Sparrow, I obviously like book 2, but I realize it's controversial. Here's what I'll say. Dune Messiah is a deconstruction of Dune and the heroic archetype. It's a book about palace intrigue on a fairly small scale. So, if you liked Dune because it was an epic adventure, you might not like Dune Messiah. If you were rooting for Paul as the hero, you might be disappointed. If you liked prescience and the questions the first book raises about free will vs. fatalism, Dune Messiah has a lot to offer. If you thought Paul was a jerk for not avoiding the jihad, then Dune Messiah goes the next step.

One thing you could do is check out the Sci-Fi Channel's Children of Dune miniseries, which adapted books 2 and 3. The first episode is a fairly faithful adaption of Dune Messiah.
 

Sparrow

Hestia of the Hearth
Sparrow, I obviously like book 2, but I realize it's controversial. Here's what I'll say. Dune Messiah is a deconstruction of Dune and the heroic archetype. It's a book about palace intrigue on a fairly small scale. So, if you liked Dune because it was an epic adventure, you might not like Dune Messiah. If you were rooting for Paul as the hero, you might be disappointed. If you liked prescience and the questions the first book raises about free will vs. fatalism, Dune Messiah has a lot to offer. If you thought Paul was a jerk for not avoiding the jihad, then Dune Messiah goes the next step.

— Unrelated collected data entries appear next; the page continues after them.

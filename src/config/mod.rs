//! Configuration
//!
//! Loads and validates `typewriter` YAML files describing display
//! targets, their phrases and their timing.

pub mod loader;
pub mod schema;
pub mod validation;

pub use loader::{ConfigLimits, ConfigLoader, LoadResult, LoadWarning, LoaderOptions};
pub use schema::*;
pub use validation::{ValidationResult, Validator};
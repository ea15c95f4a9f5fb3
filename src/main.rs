//! `typewriter` - looping typewriter effect for terminals and files

use std::sync::atomic::{AtomicI32, Ordering};

use clap::Parser;
use tokio_util::sync::CancellationToken;

use typewriter::cli::args::{Cli, OutputFormat};
use typewriter::cli::commands;
use typewriter::error::ExitCode;
use typewriter::observability::{LogFormat, init_logging};

/// Exit code of the first signal received, or 0.
static SIGNAL_EXIT: AtomicI32 = AtomicI32::new(ExitCode::SUCCESS);

#[tokio::main]
async fn main() {
    let cli = Cli::parse();

    if !cli.quiet {
        let format = match cli.log_format {
            OutputFormat::Human => LogFormat::Human,
            OutputFormat::Json => LogFormat::Json,
        };
        init_logging(format, cli.verbose, cli.color);
    }

    let cancel = CancellationToken::new();

    // First signal stops the engines; a second one exits immediately.
    let signal_cancel = cancel.clone();
    tokio::spawn(async move {
        let mut sigterm =
            match tokio::signal::unix::signal(tokio::signal::unix::SignalKind::terminate()) {
                Ok(s) => s,
                Err(e) => {
                    tracing::warn!(error = %e, "failed to register SIGTERM handler");
                    let _ = tokio::signal::ctrl_c().await;
                    SIGNAL_EXIT.store(ExitCode::INTERRUPTED, Ordering::SeqCst);
                    signal_cancel.cancel();
                    return;
                }
            };

        let code = tokio::select! {
            _ = tokio::signal::ctrl_c() => ExitCode::INTERRUPTED,
            _ = sigterm.recv() => ExitCode::TERMINATED,
        };
        SIGNAL_EXIT.store(code, Ordering::SeqCst);
        signal_cancel.cancel();

        eprintln!("\nStopping... (press Ctrl+C again to force)");

        tokio::select! {
            _ = tokio::signal::ctrl_c() => std::process::exit(ExitCode::INTERRUPTED),
            _ = sigterm.recv() => std::process::exit(ExitCode::TERMINATED),
        }
    });

    let result = commands::dispatch(cli, cancel).await;

    match result {
        Ok(()) => std::process::exit(SIGNAL_EXIT.load(Ordering::SeqCst)),
        Err(e) => {
            eprintln!("error: {e}");
            std::process::exit(e.exit_code());
        }
    }
}
//! Shell completion generation.

use clap::CommandFactory;
use clap_complete::Shell as ClapShell;

use crate::cli::args::{Cli, CompletionsArgs, Shell};

const fn to_clap_shell(shell: Shell) -> ClapShell {
    match shell {
        Shell::Bash => ClapShell::Bash,
        Shell::Zsh => ClapShell::Zsh,
        Shell::Fish => ClapShell::Fish,
        Shell::PowerShell => ClapShell::PowerShell,
        Shell::Elvish => ClapShell::Elvish,
    }
}

/// Writes the completion script for `shell` into `out`.
pub fn generate(shell: Shell, out: &mut dyn std::io::Write) {
    let mut cmd = Cli::command();
    clap_complete::generate(to_clap_shell(shell), &mut cmd, "typewriter", out);
}

/// Generate and print a shell completion script to stdout.
pub fn run(args: &CompletionsArgs) {
    generate(args.shell, &mut std::io::stdout());
}
//! Shared helpers for integration tests that drive the built binary.

#![allow(dead_code)]

use std::path::PathBuf;
use std::process::{Command, Output};

/// Runs the `typewriter` binary built for this test target.
pub struct TypewriterProcess;

impl TypewriterProcess {
    /// Path to the compiled binary.
    pub fn binary() -> PathBuf {
        PathBuf::from(env!("CARGO_BIN_EXE_typewriter"))
    }

    /// Base command with a clean environment for the variables we read.
    pub fn command(args: &[&str]) -> Command {
        let mut cmd = Command::new(Self::binary());
        cmd.args(args)
            .env_remove("TYPEWRITER_CONFIG")
            .env_remove("TYPEWRITER_LOG_LEVEL")
            .env_remove("TYPEWRITER_EVENTS_FILE")
            .env_remove("TYPEWRITER_METRICS_PORT")
            .env("NO_COLOR", "1");
        cmd
    }

    /// Runs a command to completion and returns its output.
    pub fn spawn_command(args: &[&str]) -> Output {
        Self::command(args)
            .output()
            .expect("failed to run typewriter binary")
    }

    /// Path to a file under `tests/fixtures`.
    pub fn fixture_path(name: &str) -> PathBuf {
        PathBuf::from(env!("CARGO_MANIFEST_DIR"))
            .join("tests")
            .join("fixtures")
            .join(name)
    }
}
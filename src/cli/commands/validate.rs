//! `validate` command: check configuration files without running them.

use std::path::{Path, PathBuf};

use serde::Serialize;

use crate::cli::args::{OutputFormat, ValidateArgs};
use crate::config::loader::ConfigLoader;
use crate::error::{ConfigError, TypewriterError, ValidationIssue};

/// Validation outcome for one file.
#[derive(Debug, Serialize)]
pub struct FileReport {
    /// File that was checked.
    pub file: PathBuf,
    /// Whether the file passed (warnings fail it in strict mode).
    pub valid: bool,
    /// Errors, formatted.
    pub errors: Vec<String>,
    /// Warnings, formatted.
    pub warnings: Vec<String>,
}

/// Validate configuration files without starting any engine.
///
/// # Errors
///
/// Returns an I/O error if any file does not exist, or a config error if
/// any file fails validation (or has warnings under `--strict`).
pub fn run(args: &ValidateArgs) -> Result<(), TypewriterError> {
    for path in &args.files {
        if !path.exists() {
            return Err(TypewriterError::Io(std::io::Error::new(
                std::io::ErrorKind::NotFound,
                format!("file not found: {}", path.display()),
            )));
        }
    }

    let loader = ConfigLoader::with_defaults();
    let reports: Vec<FileReport> = args
        .files
        .iter()
        .map(|path| check(&loader, path, args.strict))
        .collect();

    match args.format {
        OutputFormat::Human => {
            for report in &reports {
                print_human(report);
            }
        }
        OutputFormat::Json => println!("{}", serde_json::to_string_pretty(&reports)?),
    }

    let failed: Vec<_> = reports.iter().filter(|r| !r.valid).collect();
    if failed.is_empty() {
        return Ok(());
    }
    Err(ConfigError::InvalidValue {
        field: "files".to_string(),
        value: failed
            .iter()
            .map(|r| r.file.display().to_string())
            .collect::<Vec<_>>()
            .join(", "),
        expected: "valid configuration".to_string(),
    }
    .into())
}

/// Loads one file and turns the result into a [`FileReport`].
pub fn check(loader: &ConfigLoader, path: &Path, strict: bool) -> FileReport {
    tracing::info!(file = %path.display(), "validating configuration");

    let (errors, warnings) = match loader.load(path) {
        Ok(result) => (
            Vec::new(),
            result.warnings.iter().map(ToString::to_string).collect(),
        ),
        Err(ConfigError::ValidationError { errors, .. }) => {
            (errors.iter().map(ValidationIssue::to_string).collect(), Vec::new())
        }
        Err(e) => (vec![e.to_string()], Vec::new()),
    };

    let valid = errors.is_empty() && !(strict && !warnings.is_empty());
    FileReport {
        file: path.to_path_buf(),
        valid,
        errors,
        warnings,
    }
}

fn print_human(report: &FileReport) {
    let status = if report.valid { "ok" } else { "FAILED" };
    println!("{}: {status}", report.file.display());
    for error in &report.errors {
        println!("  {error}");
    }
    for warning in &report.warnings {
        println!("  warning: {warning}");
    }
}

#[cfg(test)]
mod tests {
    use super::*;
    use std::io::Write;

    fn write_config(dir: &Path, name: &str, content: &str) -> PathBuf {
        let path = dir.join(name);
        let mut file = std::fs::File::create(&path).unwrap();
        file.write_all(content.as_bytes()).unwrap();
        path
    }

    #[test]
    fn test_check_valid_file() {
        let dir = tempfile::tempdir().unwrap();
        let path = write_config(dir.path(), "ok.yaml", "displays:\n  - name: hero\n");
        let report = check(&ConfigLoader::with_defaults(), &path, false);
        assert!(report.valid);
        assert!(report.errors.is_empty());
    }

    #[test]
    fn test_check_collects_validation_errors() {
        let dir = tempfile::tempdir().unwrap();
        let path = write_config(
            dir.path(),
            "bad.yaml",
            "displays:\n  - name: hero\n  - name: hero\n    output: stderr\n",
        );
        let report = check(&ConfigLoader::with_defaults(), &path, false);
        assert!(!report.valid);
        assert_eq!(report.errors.len(), 1);
        assert!(report.errors[0].contains("Duplicate display name"));
    }

    #[test]
    fn test_strict_turns_warnings_into_failure() {
        let dir = tempfile::tempdir().unwrap();
        let path = write_config(
            dir.path(),
            "warn.yaml",
            "timing:\n  delete_delay: 300ms\ndisplays:\n  - name: hero\n",
        );
        let loader = ConfigLoader::with_defaults();
        assert!(check(&loader, &path, false).valid);

        let strict = check(&loader, &path, true);
        assert!(!strict.valid);
        assert_eq!(strict.warnings.len(), 1);
    }

    #[test]
    fn test_run_missing_file_is_io_error() {
        let args = ValidateArgs {
            files: vec![PathBuf::from("/nonexistent/typewriter.yaml")],
            format: OutputFormat::Human,
            strict: false,
        };
        let err = run(&args).unwrap_err();
        assert!(matches!(err, TypewriterError::Io(_)));
    }

    #[test]
    fn test_run_reports_failed_files() {
        let dir = tempfile::tempdir().unwrap();
        let good = write_config(dir.path(), "good.yaml", "displays:\n  - name: hero\n");
        let bad = write_config(dir.path(), "bad.yaml", "displays: []\n");
        let args = ValidateArgs {
            files: vec![good, bad],
            format: OutputFormat::Json,
            strict: false,
        };
        let err = run(&args).unwrap_err();
        assert_eq!(err.exit_code(), crate::error::ExitCode::CONFIG_ERROR);
        assert!(err.to_string().contains("bad.yaml"));
        assert!(!err.to_string().contains("good.yaml"));
    }
}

One thing you could do is check out the Sci-Fi Channel's Children of Dune miniseries, which adapted books 2 and 3. The first episode is a fairly faithful adaption of Dune Messiah.

Dom, that's exactly what I needed to know. So, twenty-year-old Sparrow who craved epics and heroes with white hats, don't read it. Fifty-year-old Sparrow who wants serious meat to chew on with free will and intrigue and flawed characters (as long as they're not really hideous), go ahead and read it.

Thank you!
 

Haerangil

Well-Known Member
I oddly started with dune messiah back tben... before i read the first dune. I liked dune best, but messiah in not a bad book, it's a very belie able and consequent follow up and closing of the story started in dune. I did like god emperor second best of the series, after god emperor the series lost much of it's original magic, though there is no book in it which i would actually call bad literature.

Brian herberts work is more like fanfic to the original series... it reads like pulpy star wars/ battle tech/ sf paragon , it has some ni e ideas, so e crappy ones.
 

Dom Nardi

Member
Sorry, I have not yet found copies of the sequels. Is your essay coming together, Dom?
Hi Wes, for some reason I never saw this post. I presented the paper at Mythmoot V. It seemed pretty well received. The video of my presentation should be posted on Signum's Youtube channel soon. I'll put a link here when it is.
 

Wes

Member
Good! I listened to some of the presentations that were posted so far. One of these years I'll try to make it in person
 

Dom Nardi

Member
Trevor and I recently put out a CFP for papers on Dune. If anyone is potentially interested in submitting, please see the guidelines attached below or reach out to me.
 

Sparrow

Hestia of the Hearth
Hmmm. Could be that attachments don't work in this medium. Dom, would you be willing to make it a Google doc with viewing privileges for all with the link?